Output the entries underneath exactly as they are.

---------- DATA SUPPLIED ----------

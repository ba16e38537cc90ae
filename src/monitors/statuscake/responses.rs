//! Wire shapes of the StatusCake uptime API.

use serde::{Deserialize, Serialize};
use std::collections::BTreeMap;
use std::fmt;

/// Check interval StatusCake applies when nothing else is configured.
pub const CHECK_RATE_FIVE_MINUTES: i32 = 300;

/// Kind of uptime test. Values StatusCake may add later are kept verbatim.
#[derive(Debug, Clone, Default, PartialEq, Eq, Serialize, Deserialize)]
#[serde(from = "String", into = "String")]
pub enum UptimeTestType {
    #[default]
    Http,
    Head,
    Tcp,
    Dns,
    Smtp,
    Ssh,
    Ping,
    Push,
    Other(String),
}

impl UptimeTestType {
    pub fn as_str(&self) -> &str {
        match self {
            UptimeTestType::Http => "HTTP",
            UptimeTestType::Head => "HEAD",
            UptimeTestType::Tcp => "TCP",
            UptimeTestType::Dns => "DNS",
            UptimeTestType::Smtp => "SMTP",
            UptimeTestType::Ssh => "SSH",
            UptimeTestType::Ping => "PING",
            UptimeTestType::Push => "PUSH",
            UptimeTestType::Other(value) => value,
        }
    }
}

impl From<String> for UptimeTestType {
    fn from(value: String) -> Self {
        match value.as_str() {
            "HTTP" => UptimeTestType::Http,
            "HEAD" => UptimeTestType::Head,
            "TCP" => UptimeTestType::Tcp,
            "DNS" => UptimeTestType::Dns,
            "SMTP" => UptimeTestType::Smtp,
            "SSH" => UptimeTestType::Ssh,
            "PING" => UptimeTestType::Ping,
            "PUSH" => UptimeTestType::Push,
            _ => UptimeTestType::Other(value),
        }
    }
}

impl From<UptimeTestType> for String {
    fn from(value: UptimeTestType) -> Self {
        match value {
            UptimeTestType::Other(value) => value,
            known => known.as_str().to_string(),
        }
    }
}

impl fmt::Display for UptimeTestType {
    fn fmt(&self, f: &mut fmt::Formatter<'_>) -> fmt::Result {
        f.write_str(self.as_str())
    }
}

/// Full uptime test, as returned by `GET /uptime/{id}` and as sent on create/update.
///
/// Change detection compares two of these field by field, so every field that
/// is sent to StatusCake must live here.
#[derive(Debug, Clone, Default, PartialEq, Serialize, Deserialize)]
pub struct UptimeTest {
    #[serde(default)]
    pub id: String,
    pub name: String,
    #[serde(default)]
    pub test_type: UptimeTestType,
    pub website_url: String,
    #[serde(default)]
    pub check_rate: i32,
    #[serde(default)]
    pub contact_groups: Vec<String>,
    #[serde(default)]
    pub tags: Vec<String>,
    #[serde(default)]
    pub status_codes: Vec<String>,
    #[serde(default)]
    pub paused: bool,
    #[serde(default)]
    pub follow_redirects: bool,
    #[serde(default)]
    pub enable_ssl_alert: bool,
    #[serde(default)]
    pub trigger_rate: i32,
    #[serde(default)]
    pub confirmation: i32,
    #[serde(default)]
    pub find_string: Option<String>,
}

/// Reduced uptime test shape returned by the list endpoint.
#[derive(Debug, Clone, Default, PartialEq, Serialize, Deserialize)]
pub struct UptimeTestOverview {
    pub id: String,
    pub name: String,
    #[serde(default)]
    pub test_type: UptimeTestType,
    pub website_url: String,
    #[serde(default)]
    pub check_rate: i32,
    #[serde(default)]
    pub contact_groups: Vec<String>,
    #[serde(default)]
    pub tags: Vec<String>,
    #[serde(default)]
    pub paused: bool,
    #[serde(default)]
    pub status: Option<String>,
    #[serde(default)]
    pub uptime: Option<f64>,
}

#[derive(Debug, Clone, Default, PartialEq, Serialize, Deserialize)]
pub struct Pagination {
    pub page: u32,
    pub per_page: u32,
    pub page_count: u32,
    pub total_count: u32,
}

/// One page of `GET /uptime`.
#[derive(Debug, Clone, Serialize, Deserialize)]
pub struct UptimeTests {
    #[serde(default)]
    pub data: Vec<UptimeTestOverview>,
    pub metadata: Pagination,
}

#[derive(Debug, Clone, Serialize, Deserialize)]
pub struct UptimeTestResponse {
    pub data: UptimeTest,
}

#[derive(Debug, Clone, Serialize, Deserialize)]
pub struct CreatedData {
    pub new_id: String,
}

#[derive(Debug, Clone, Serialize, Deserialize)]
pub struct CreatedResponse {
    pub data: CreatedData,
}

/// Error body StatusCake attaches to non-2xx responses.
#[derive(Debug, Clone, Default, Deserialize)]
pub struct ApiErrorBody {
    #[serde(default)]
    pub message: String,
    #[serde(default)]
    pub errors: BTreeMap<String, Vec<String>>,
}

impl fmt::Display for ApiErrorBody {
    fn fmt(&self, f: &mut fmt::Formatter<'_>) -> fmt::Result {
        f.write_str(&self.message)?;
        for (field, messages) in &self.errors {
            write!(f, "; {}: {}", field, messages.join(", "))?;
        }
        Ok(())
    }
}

----------

**SOLUTION TO THE PROBLEM**
repository ba16e38537cc90ae
filename src/monitors/statuscake/responses.rs
//! Wire shapes of the StatusCake uptime API.

use serde::{Deserialize, Serialize};
use std::collections::BTreeMap;
use std::fmt;

/// Check interval StatusCake applies when nothing else is configured.
pub const CHECK_RATE_FIVE_MINUTES: i32 = 300;

/// Kind of uptime test. Values StatusCake may add later are kept verbatim.
#[derive(Debug, Clone, Default, PartialEq, Eq, Serialize, Deserialize)]
#[serde(from = "String", into = "String")]
pub enum UptimeTestType {
    #[default]
    Http,
    Head,
    Tcp,
    Dns,
    Smtp,
    Ssh,
    Ping,
    Push,
    Other(String),
}

impl UptimeTestType {
    pub fn as_str(&self) -> &str {
        match self {
            UptimeTestType::Http => "HTTP",
            UptimeTestType::Head => "HEAD",
            UptimeTestType::Tcp => "TCP",
            UptimeTestType::Dns => "DNS",
            UptimeTestType::Smtp => "SMTP",
            UptimeTestType::Ssh => "SSH",
            UptimeTestType::Ping => "PING",
            UptimeTestType::Push => "PUSH",
            UptimeTestType::Other(value) => value,
        }
    }
}

impl From<String> for UptimeTestType {
    fn from(value: String) -> Self {
        match value.as_str() {
            "HTTP" => UptimeTestType::Http,
            "HEAD" => UptimeTestType::Head,
            "TCP" => UptimeTestType::Tcp,
            "DNS" => UptimeTestType::Dns,
            "SMTP" => UptimeTestType::Smtp,
            "SSH" => UptimeTestType::Ssh,
            "PING" => UptimeTestType::Ping,
            "PUSH" => UptimeTestType::Push,
            _ => UptimeTestType::Other(value),
        }
    }
}

impl From<UptimeTestType> for String {
    fn from(value: UptimeTestType) -> Self {
        match value {
            UptimeTestType::Other(value) => value,
            known => known.as_str().to_string(),
        }
    }
}

impl fmt::Display for UptimeTestType {
    fn fmt(&self, f: &mut fmt::Formatter<'_>) -> fmt::Result {
        f.write_str(self.as_str())
    }
}

/// Full uptime test, as returned by `GET /uptime/{id}` and as sent on create/update.
///
/// Change detection compares two of these field by field, so every field that
/// is sent to StatusCake must live here.
#[derive(Debug, Clone, Default, PartialEq, Serialize, Deserialize)]
pub struct UptimeTest {
    #[serde(default)]
    pub id: String,
    pub name: String,
    #[serde(default)]
    pub test_type: UptimeTestType,
    pub website_url: String,
    #[serde(default)]
    pub check_rate: i32,
    #[serde(default)]
    pub contact_groups: Vec<String>,
    #[serde(default)]
    pub tags: Vec<String>,
    #[serde(default)]
    pub status_codes: Vec<String>,
    #[serde(default)]
    pub paused: bool,
    #[serde(default)]
    pub follow_redirects: bool,
    #[serde(default)]
    pub enable_ssl_alert: bool,
    #[serde(default)]
    pub trigger_rate: i32,
    #[serde(default)]
    pub confirmation: i32,
    #[serde(default)]
    pub find_string: Option<String>,
}

/// Reduced uptime test shape returned by the list endpoint.
#[derive(Debug, Clone, Default, PartialEq, Serialize, Deserialize)]
pub struct UptimeTestOverview {
    pub id: String,
    pub name: String,
    #[serde(default)]
    pub test_type: UptimeTestType,
    pub website_url: String,
    #[serde(default)]
    pub check_rate: i32,
    #[serde(default)]
    pub contact_groups: Vec<String>,
    #[serde(default)]
    pub tags: Vec<String>,
    #[serde(default)]
    pub paused: bool,
    #[serde(default)]
    pub status: Option<String>,
    #[serde(default)]
    pub uptime: Option<f64>,
}

#[derive(Debug, Clone, Default, PartialEq, Serialize, Deserialize)]
pub struct Pagination {
    pub page: u32,
    pub per_page: u32,
    pub page_count: u32,
    pub total_count: u32,
}

/// One page of `GET /uptime`.
#[derive(Debug, Clone, Serialize, Deserialize)]
pub struct UptimeTests {
    #[serde(default)]
    pub data: Vec<UptimeTestOverview>,
    pub metadata: Pagination,
}

#[derive(Debug, Clone, Serialize, Deserialize)]
pub struct UptimeTestResponse {
    pub data: UptimeTest,
}

#[derive(Debug, Clone, Serialize, Deserialize)]
pub struct CreatedData {
    pub new_id: String,
}

#[derive(Debug, Clone, Serialize, Deserialize)]
pub struct CreatedResponse {
    pub data: CreatedData,
}

/// Error body StatusCake attaches to non-2xx responses.
#[derive(Debug, Clone, Default, Deserialize)]
pub struct ApiErrorBody {
    #[serde(default)]
    pub message: String,
    #[serde(default)]
    pub errors: BTreeMap<String, Vec<String>>,
}

impl fmt::Display for ApiErrorBody {
    fn fmt(&self, f: &mut fmt::Formatter<'_>) -> fmt::Result {
        f.write_str(&self.message)?;
        for (field, messages) in &self.errors {
            write!(f, "; {}: {}", field, messages.join(", "))?;
        }
        Ok(())
    }
}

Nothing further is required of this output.